_EXERCISE DIRECTIONS_: Search the lines of the records for the word "renders", and copy every line that has it.

_DATA SUPPLIED_:

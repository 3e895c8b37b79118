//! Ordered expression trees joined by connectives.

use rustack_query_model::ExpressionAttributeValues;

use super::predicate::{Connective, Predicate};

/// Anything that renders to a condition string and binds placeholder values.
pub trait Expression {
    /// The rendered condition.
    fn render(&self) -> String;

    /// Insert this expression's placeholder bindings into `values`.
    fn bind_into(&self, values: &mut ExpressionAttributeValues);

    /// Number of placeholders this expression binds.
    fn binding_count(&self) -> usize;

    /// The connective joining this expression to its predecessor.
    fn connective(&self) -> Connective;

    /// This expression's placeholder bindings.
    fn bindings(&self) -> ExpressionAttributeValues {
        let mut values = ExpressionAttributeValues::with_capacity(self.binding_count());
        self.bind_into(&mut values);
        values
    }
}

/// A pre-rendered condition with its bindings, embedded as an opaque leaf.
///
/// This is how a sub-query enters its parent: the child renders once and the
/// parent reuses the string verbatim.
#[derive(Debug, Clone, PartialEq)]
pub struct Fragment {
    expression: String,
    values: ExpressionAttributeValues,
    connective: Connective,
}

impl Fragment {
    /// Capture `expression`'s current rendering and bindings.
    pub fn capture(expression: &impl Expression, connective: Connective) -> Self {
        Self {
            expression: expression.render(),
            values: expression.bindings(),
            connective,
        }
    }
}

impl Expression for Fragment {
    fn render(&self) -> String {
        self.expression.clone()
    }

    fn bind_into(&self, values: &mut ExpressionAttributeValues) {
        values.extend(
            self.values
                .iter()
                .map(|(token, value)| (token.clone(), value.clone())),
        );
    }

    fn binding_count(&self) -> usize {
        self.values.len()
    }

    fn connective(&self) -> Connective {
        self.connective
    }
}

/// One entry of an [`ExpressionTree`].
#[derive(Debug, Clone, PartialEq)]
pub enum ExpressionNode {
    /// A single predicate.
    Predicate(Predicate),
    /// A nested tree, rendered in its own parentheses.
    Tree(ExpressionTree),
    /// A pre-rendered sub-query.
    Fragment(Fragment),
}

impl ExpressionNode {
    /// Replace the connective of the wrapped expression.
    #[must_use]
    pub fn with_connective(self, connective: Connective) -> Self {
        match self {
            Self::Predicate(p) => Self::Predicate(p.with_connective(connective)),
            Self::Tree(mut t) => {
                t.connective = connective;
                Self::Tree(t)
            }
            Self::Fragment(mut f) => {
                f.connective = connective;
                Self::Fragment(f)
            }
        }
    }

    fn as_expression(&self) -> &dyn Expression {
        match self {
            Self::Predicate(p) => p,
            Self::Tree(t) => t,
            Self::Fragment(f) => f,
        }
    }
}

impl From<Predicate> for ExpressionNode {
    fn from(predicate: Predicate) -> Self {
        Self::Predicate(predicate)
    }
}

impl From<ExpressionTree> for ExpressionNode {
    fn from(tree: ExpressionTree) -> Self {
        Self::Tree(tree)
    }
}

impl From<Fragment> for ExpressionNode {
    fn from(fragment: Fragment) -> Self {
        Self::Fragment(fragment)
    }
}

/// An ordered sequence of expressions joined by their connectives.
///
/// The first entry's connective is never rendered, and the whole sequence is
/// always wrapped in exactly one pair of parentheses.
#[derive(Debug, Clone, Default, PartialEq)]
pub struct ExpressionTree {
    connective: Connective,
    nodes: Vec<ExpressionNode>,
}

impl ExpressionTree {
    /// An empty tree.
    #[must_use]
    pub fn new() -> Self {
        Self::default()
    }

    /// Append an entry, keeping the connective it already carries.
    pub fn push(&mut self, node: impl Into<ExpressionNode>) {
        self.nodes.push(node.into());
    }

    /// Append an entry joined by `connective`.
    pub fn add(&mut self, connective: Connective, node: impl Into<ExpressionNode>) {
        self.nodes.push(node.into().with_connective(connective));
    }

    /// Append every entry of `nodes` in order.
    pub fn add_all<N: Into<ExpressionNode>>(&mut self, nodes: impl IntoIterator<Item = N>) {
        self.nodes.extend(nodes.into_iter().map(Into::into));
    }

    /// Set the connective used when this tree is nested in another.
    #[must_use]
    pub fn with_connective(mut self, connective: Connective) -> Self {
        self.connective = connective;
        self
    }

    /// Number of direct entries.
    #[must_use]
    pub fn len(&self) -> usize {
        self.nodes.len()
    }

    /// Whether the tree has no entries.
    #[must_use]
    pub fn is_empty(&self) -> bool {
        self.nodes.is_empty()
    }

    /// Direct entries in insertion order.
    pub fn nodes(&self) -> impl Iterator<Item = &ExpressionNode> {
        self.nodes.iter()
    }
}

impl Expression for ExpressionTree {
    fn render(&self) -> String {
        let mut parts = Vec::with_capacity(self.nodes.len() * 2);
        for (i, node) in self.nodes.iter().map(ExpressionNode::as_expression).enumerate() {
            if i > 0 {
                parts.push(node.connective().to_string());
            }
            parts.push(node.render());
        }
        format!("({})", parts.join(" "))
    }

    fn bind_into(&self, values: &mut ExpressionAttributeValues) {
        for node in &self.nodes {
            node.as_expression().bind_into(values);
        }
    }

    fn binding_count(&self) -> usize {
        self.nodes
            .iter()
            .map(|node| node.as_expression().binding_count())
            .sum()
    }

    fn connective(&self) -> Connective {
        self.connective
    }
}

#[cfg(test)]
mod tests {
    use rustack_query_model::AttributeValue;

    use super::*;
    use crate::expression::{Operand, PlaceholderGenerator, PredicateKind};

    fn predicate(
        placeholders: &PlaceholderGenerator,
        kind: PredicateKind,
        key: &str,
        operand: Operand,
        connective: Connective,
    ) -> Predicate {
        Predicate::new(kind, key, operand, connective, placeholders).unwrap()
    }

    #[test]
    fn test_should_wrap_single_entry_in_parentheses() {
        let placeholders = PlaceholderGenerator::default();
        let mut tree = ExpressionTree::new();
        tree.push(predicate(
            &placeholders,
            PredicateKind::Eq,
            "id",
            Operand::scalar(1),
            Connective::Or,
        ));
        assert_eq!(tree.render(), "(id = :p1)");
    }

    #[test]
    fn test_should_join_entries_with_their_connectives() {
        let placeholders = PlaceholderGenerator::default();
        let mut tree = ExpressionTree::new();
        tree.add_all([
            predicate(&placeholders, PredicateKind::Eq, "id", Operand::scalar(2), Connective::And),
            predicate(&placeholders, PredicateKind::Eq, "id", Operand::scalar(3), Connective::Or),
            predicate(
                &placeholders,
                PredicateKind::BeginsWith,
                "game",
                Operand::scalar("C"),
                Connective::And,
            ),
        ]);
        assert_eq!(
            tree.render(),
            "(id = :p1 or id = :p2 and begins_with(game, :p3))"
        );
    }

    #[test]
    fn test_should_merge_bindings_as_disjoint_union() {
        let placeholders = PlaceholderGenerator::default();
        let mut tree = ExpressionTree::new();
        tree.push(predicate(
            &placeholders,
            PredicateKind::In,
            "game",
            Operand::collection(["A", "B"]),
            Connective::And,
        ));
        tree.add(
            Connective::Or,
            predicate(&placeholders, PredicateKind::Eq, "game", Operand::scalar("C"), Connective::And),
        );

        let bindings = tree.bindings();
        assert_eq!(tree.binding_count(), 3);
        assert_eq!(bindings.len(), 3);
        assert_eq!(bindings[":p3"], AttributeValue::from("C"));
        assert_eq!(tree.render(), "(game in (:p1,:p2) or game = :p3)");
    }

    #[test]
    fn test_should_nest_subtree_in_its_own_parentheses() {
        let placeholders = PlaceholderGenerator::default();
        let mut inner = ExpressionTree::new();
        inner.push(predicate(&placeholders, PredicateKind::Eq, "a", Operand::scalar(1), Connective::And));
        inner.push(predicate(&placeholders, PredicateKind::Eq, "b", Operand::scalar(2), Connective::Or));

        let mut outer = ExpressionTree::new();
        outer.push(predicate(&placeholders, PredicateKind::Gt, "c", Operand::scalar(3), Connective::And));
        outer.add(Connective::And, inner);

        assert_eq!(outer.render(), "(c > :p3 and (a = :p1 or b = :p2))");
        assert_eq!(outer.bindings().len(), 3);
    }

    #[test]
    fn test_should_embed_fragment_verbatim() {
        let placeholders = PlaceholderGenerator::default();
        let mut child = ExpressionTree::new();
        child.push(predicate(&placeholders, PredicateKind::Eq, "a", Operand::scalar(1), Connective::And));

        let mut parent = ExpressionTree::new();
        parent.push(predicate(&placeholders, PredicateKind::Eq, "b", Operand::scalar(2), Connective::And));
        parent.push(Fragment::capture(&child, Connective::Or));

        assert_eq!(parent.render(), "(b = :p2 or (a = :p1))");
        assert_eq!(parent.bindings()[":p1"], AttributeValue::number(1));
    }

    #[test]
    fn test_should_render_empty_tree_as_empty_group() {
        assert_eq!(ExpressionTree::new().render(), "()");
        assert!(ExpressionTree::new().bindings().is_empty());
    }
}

_PROBLEM SOLUTION_:
/// Anything that renders to a condition string and binds placeholder values.
/// This is how a sub-query enters its parent: the child renders once and the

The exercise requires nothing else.